Après près de deux décennies dans le rap français, Pit Baccardi poursuit sa carrière au sein d’Universal Music Africa…
Récemment promu à la position de Directeur du Label et du Publishing chez Universal Music Africa, Guillaume N’Goumou porte avec lui quinze ans de carrière en tant qu’artiste en France et sept ans en tant que producteur indépendant au Cameroun. Membre du groupe ATK et du collectif Time Bomb, il participe à la création et au développement du label Première Classe à la fin des années 1990. En solo, son single Si loin de toi fait partie des plus gros succès du rap français de la fin des années 1990 et ses albums Pit Baccardi et Le poids des maux sont considérés comme des classiques du genre.

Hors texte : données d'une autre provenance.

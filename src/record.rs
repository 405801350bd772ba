// perfplot - Performance profiles for algorithm benchmark results
// Copyright (c) 2025 Oliver Seifert
//
// This program is free software: you can redistribute it and/or modify
// it under the terms of the GNU Affero General Public License as published
// by the Free Software Foundation, either version 3 of the License, or
// (at your option) any later version.
//
// This program is distributed in the hope that it will be useful,
// but WITHOUT ANY WARRANTY; without even the implied warranty of
// MERCHANTABILITY or FITNESS FOR A PARTICULAR PURPOSE.  See the
// GNU Affero General Public License for more details.
//
// You should have received a copy of the GNU Affero General Public License
// along with this program.  If not, see <https://www.gnu.org/licenses/>.

//! In-memory benchmark table.
//!
//! A [`RecordTable`] holds one [`Record`] per benchmark run. Objective cells are
//! kept as [`Objective`] values so that non-numeric outcomes (timeouts,
//! imbalanced or missing solutions) travel through the pipeline as tags
//! instead of reserved numbers.

use anyhow::{Result, anyhow};
use std::cmp::Ordering;
use std::collections::BTreeMap;
use std::fmt;
use std::hash::{Hash, Hasher};

/// Largest objective value older logs could hold. The three integers directly
/// below it were reserved for non-numeric outcomes.
pub const LEGACY_MAX_OBJECTIVE: i64 = 2_147_483_647;

/// Status flag value marking a failed or timed-out run.
pub const FLAG_YES: &str = "yes";

/// Status flag value injected when a log has no `failed`/`timeout` column.
pub const FLAG_NO: &str = "no";

/// Outcome of a run (or of an aggregate over runs) for one objective.
///
/// Variants are totally ordered: every measured value sorts before
/// `TimedOut`, which sorts before `Imbalanced`, which sorts before `Unsolved`.
#[derive(Debug, Clone, Copy, PartialEq)]
pub enum Objective {
    Measured(f64),
    TimedOut,
    Imbalanced,
    Unsolved,
}

impl Objective {
    /// Decode a numeric cell, mapping the legacy reserved integers to tags.
    pub fn from_legacy(value: f64) -> Self {
        if value == (LEGACY_MAX_OBJECTIVE - 1) as f64 {
            Objective::Unsolved
        } else if value == (LEGACY_MAX_OBJECTIVE - 2) as f64 {
            Objective::Imbalanced
        } else if value == (LEGACY_MAX_OBJECTIVE - 3) as f64 {
            Objective::TimedOut
        } else {
            Objective::Measured(value)
        }
    }

    pub fn measured(self) -> Option<f64> {
        match self {
            Objective::Measured(value) => Some(value),
            _ => None,
        }
    }

    fn rank(self) -> u8 {
        match self {
            Objective::Measured(_) => 0,
            Objective::TimedOut => 1,
            Objective::Imbalanced => 2,
            Objective::Unsolved => 3,
        }
    }

    pub fn total_cmp(&self, other: &Self) -> Ordering {
        match (self, other) {
            (Objective::Measured(a), Objective::Measured(b)) => a.total_cmp(b),
            _ => self.rank().cmp(&other.rank()),
        }
    }

    /// Collapse repeated runs into one outcome.
    ///
    /// Measured runs are averaged and the failed ones ignored. When no run was
    /// measured the worst tag wins; an empty slice is `Unsolved`.
    pub fn mean_of(runs: &[Objective]) -> Objective {
        let measured: Vec<f64> = runs.iter().filter_map(|r| r.measured()).collect();
        if let Some(mean) = crate::stats::arithmetic_mean(&measured) {
            return Objective::Measured(mean);
        }
        runs.iter()
            .copied()
            .max_by(Objective::total_cmp)
            .unwrap_or(Objective::Unsolved)
    }
}

impl fmt::Display for Objective {
    fn fmt(&self, f: &mut fmt::Formatter<'_>) -> fmt::Result {
        match self {
            Objective::Measured(value) => write!(f, "{}", value),
            Objective::TimedOut => write!(f, "timeout"),
            Objective::Imbalanced => write!(f, "imbalanced"),
            Objective::Unsolved => write!(f, "unsolved"),
        }
    }
}

/// A problem configuration: graph, block count and imbalance tolerance.
#[derive(Debug, Clone)]
pub struct Instance {
    pub graph: String,
    pub k: u32,
    pub epsilon: f64,
}

impl Instance {
    pub fn new(graph: impl Into<String>, k: u32, epsilon: f64) -> Self {
        Self {
            graph: graph.into(),
            k,
            epsilon,
        }
    }
}

impl PartialEq for Instance {
    fn eq(&self, other: &Self) -> bool {
        self.cmp(other) == Ordering::Equal
    }
}

impl Eq for Instance {}

impl PartialOrd for Instance {
    fn partial_cmp(&self, other: &Self) -> Option<Ordering> {
        Some(self.cmp(other))
    }
}

impl Ord for Instance {
    fn cmp(&self, other: &Self) -> Ordering {
        self.graph
            .cmp(&other.graph)
            .then(self.k.cmp(&other.k))
            .then(self.epsilon.total_cmp(&other.epsilon))
    }
}

impl Hash for Instance {
    fn hash<H: Hasher>(&self, state: &mut H) {
        self.graph.hash(state);
        self.k.hash(state);
        self.epsilon.to_bits().hash(state);
    }
}

impl fmt::Display for Instance {
    fn fmt(&self, f: &mut fmt::Formatter<'_>) -> fmt::Result {
        write!(f, "{} (k={}, eps={})", self.graph, self.k, self.epsilon)
    }
}

/// One benchmark run.
#[derive(Debug, Clone, PartialEq)]
pub struct Record {
    pub graph: String,
    pub k: u32,
    pub epsilon: f64,
    pub threads: Option<u32>,
    pub algorithm: String,
    pub failed: String,
    pub timeout: String,
    /// Achieved imbalance, when the log reports it.
    pub imbalance: Option<f64>,
    /// Objective columns requested at load time.
    pub fields: BTreeMap<String, Objective>,
}

impl Record {
    pub fn instance(&self) -> Instance {
        Instance::new(self.graph.clone(), self.k, self.epsilon)
    }

    pub fn has_failed(&self) -> bool {
        self.failed == FLAG_YES
    }

    pub fn has_timed_out(&self) -> bool {
        self.timeout == FLAG_YES
    }

    /// The cell stored for `field`, without looking at the status flags.
    pub fn value(&self, field: &str) -> Result<Objective> {
        self.fields.get(field).copied().ok_or_else(|| {
            anyhow!(
                "Column `{}` was not loaded for algorithm `{}` on {}",
                field,
                self.algorithm,
                self.instance()
            )
        })
    }

    /// The outcome of this run for `field`, with the status flags applied.
    pub fn outcome(&self, field: &str) -> Result<Objective> {
        let value = self.value(field)?;
        if self.has_timed_out() {
            Ok(Objective::TimedOut)
        } else if self.has_failed() {
            Ok(Objective::Unsolved)
        } else if self.imbalance.is_some_and(|imbalance| imbalance > self.epsilon) {
            Ok(Objective::Imbalanced)
        } else {
            Ok(value)
        }
    }
}

/// All runs loaded from one or more benchmark logs.
#[derive(Debug, Clone, Default, PartialEq)]
pub struct RecordTable {
    records: Vec<Record>,
}

impl RecordTable {
    pub fn new(records: Vec<Record>) -> Self {
        Self { records }
    }

    pub fn records(&self) -> &[Record] {
        &self.records
    }

    pub fn iter(&self) -> impl Iterator<Item = &Record> {
        self.records.iter()
    }

    pub fn len(&self) -> usize {
        self.records.len()
    }

    pub fn is_empty(&self) -> bool {
        self.records.is_empty()
    }

    /// Append the rows of `other`.
    pub fn extend(&mut self, other: RecordTable) {
        self.records.extend(other.records);
    }

    /// Keep only the runs executed with `threads` threads.
    pub fn filter_threads(&mut self, threads: u32) {
        self.records.retain(|r| r.threads == Some(threads));
    }

    pub fn thread_counts(&self) -> Vec<u32> {
        let mut counts: Vec<u32> = self.records.iter().filter_map(|r| r.threads).collect();
        counts.sort_unstable();
        counts.dedup();
        counts
    }

    /// Append `-<threads>` to every algorithm name when runs with more than
    /// one thread count are present.
    pub fn add_threads_to_name(&mut self) {
        if self.thread_counts().len() <= 1 {
            return;
        }
        for record in &mut self.records {
            if let Some(threads) = record.threads {
                record.algorithm = format!("{}-{}", record.algorithm, threads);
            }
        }
    }

    /// Drop every run whose algorithm name contains one of `patterns`.
    pub fn exclude_algorithms<S: AsRef<str>>(&mut self, patterns: &[S]) {
        self.records.retain(|r| {
            !patterns
                .iter()
                .any(|p| !p.as_ref().is_empty() && r.algorithm.contains(p.as_ref()))
        });
    }

    /// Distinct algorithm names in order of first appearance.
    pub fn algorithms(&self) -> Vec<String> {
        let mut algorithms: Vec<String> = Vec::new();
        for record in &self.records {
            if !algorithms.contains(&record.algorithm) {
                algorithms.push(record.algorithm.clone());
            }
        }
        algorithms
    }

    /// Cross product of the distinct graphs, block counts and tolerances.
    ///
    /// Not every returned instance necessarily has a run.
    pub fn instances(&self) -> Vec<Instance> {
        let mut graphs: Vec<&str> = Vec::new();
        let mut ks: Vec<u32> = Vec::new();
        let mut epsilons: Vec<f64> = Vec::new();
        for record in &self.records {
            if !graphs.contains(&record.graph.as_str()) {
                graphs.push(&record.graph);
            }
            if !ks.contains(&record.k) {
                ks.push(record.k);
            }
            if !epsilons.iter().any(|e| e.to_bits() == record.epsilon.to_bits()) {
                epsilons.push(record.epsilon);
            }
        }

        let mut instances = Vec::with_capacity(graphs.len() * ks.len() * epsilons.len());
        for graph in &graphs {
            for &k in &ks {
                for &epsilon in &epsilons {
                    instances.push(Instance::new(*graph, k, epsilon));
                }
            }
        }
        instances
    }
}

impl<'a> IntoIterator for &'a RecordTable {
    type Item = &'a Record;
    type IntoIter = std::slice::Iter<'a, Record>;

    fn into_iter(self) -> Self::IntoIter {
        self.records.iter()
    }
}

#[cfg(test)]
pub(crate) mod tests {
    use super::*;

    pub(crate) fn record(graph: &str, k: u32, algorithm: &str, field: &str, value: f64) -> Record {
        Record {
            graph: graph.to_string(),
            k,
            epsilon: 0.03,
            threads: None,
            algorithm: algorithm.to_string(),
            failed: FLAG_NO.to_string(),
            timeout: FLAG_NO.to_string(),
            imbalance: None,
            fields: BTreeMap::from([(field.to_string(), Objective::Measured(value))]),
        }
    }

    #[test]
    fn test_legacy_sentinels_decode_to_tags() {
        assert_eq!(Objective::from_legacy(2147483646.0), Objective::Unsolved);
        assert_eq!(Objective::from_legacy(2147483645.0), Objective::Imbalanced);
        assert_eq!(Objective::from_legacy(2147483644.0), Objective::TimedOut);
        assert_eq!(Objective::from_legacy(12.5), Objective::Measured(12.5));
    }

    #[test]
    fn test_objective_order() {
        let mut values = vec![
            Objective::Unsolved,
            Objective::TimedOut,
            Objective::Measured(1e12),
            Objective::Imbalanced,
            Objective::Measured(1.0),
        ];
        values.sort_by(Objective::total_cmp);
        assert_eq!(
            values,
            vec![
                Objective::Measured(1.0),
                Objective::Measured(1e12),
                Objective::TimedOut,
                Objective::Imbalanced,
                Objective::Unsolved,
            ]
        );
    }

    #[test]
    fn test_mean_of_ignores_failed_runs() {
        let runs = [
            Objective::Measured(10.0),
            Objective::TimedOut,
            Objective::Measured(20.0),
        ];
        assert_eq!(Objective::mean_of(&runs), Objective::Measured(15.0));
        assert_eq!(
            Objective::mean_of(&[Objective::TimedOut, Objective::Imbalanced]),
            Objective::Imbalanced
        );
        assert_eq!(Objective::mean_of(&[]), Objective::Unsolved);
    }

    #[test]
    fn test_outcome_applies_status_flags() {
        let mut run = record("g", 2, "a", "cut", 7.0);
        assert_eq!(run.outcome("cut").unwrap(), Objective::Measured(7.0));

        run.imbalance = Some(0.05);
        assert_eq!(run.outcome("cut").unwrap(), Objective::Imbalanced);
        assert_eq!(run.value("cut").unwrap(), Objective::Measured(7.0));

        run.failed = FLAG_YES.to_string();
        assert_eq!(run.outcome("cut").unwrap(), Objective::Unsolved);

        run.timeout = FLAG_YES.to_string();
        assert_eq!(run.outcome("cut").unwrap(), Objective::TimedOut);

        assert!(run.outcome("time").is_err());
    }

    #[test]
    fn test_instances_are_cross_product() {
        let table = RecordTable::new(vec![
            record("g1", 2, "a", "cut", 1.0),
            record("g2", 4, "a", "cut", 1.0),
        ]);
        let instances = table.instances();
        assert_eq!(
            instances,
            vec![
                Instance::new("g1", 2, 0.03),
                Instance::new("g1", 4, 0.03),
                Instance::new("g2", 2, 0.03),
                Instance::new("g2", 4, 0.03),
            ]
        );
    }

    #[test]
    fn test_add_threads_to_name() {
        let mut one = record("g", 2, "a", "cut", 1.0);
        one.threads = Some(4);
        let mut two = one.clone();
        two.threads = Some(8);

        let mut single = RecordTable::new(vec![one.clone(), one.clone()]);
        single.add_threads_to_name();
        assert_eq!(single.algorithms(), vec!["a".to_string()]);

        let mut mixed = RecordTable::new(vec![one, two]);
        mixed.add_threads_to_name();
        assert_eq!(mixed.algorithms(), vec!["a-4".to_string(), "a-8".to_string()]);
    }

    #[test]
    fn test_exclude_algorithms() {
        let mut table = RecordTable::new(vec![
            record("g", 2, "KaHyPar-D 2", "cut", 1.0),
            record("g", 2, "KaHyPar-D 16", "cut", 1.0),
            record("g", 2, "KaHyPar-Q", "cut", 1.0),
        ]);
        table.exclude_algorithms(&["-D "]);
        assert_eq!(table.algorithms(), vec!["KaHyPar-Q".to_string()]);
    }
}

En 2013, quand il pose ses valises dans son pays d’origine, Guillaume N’Goumou ne compte pas prendre sa retraite : il fonde Empire Company, label indépendant qui ne tarde pas à se constituer un roster de poids. Parmi les artistes de renom qui passent par Empire on peut citer, notamment, le groupe X Maleya, les chanteurs Duc-Z, Magasco et Mimie. C’est donc fort d’une double expérience en tant qu’artiste et producteur que l’ancienne gloire du rap français entre en poste, alors que la major africaine renouvelle son effectif pour insuffler une nouvelle dynamique à ses projets. Vision d’un avenir pas si lointain par le principal intéressé…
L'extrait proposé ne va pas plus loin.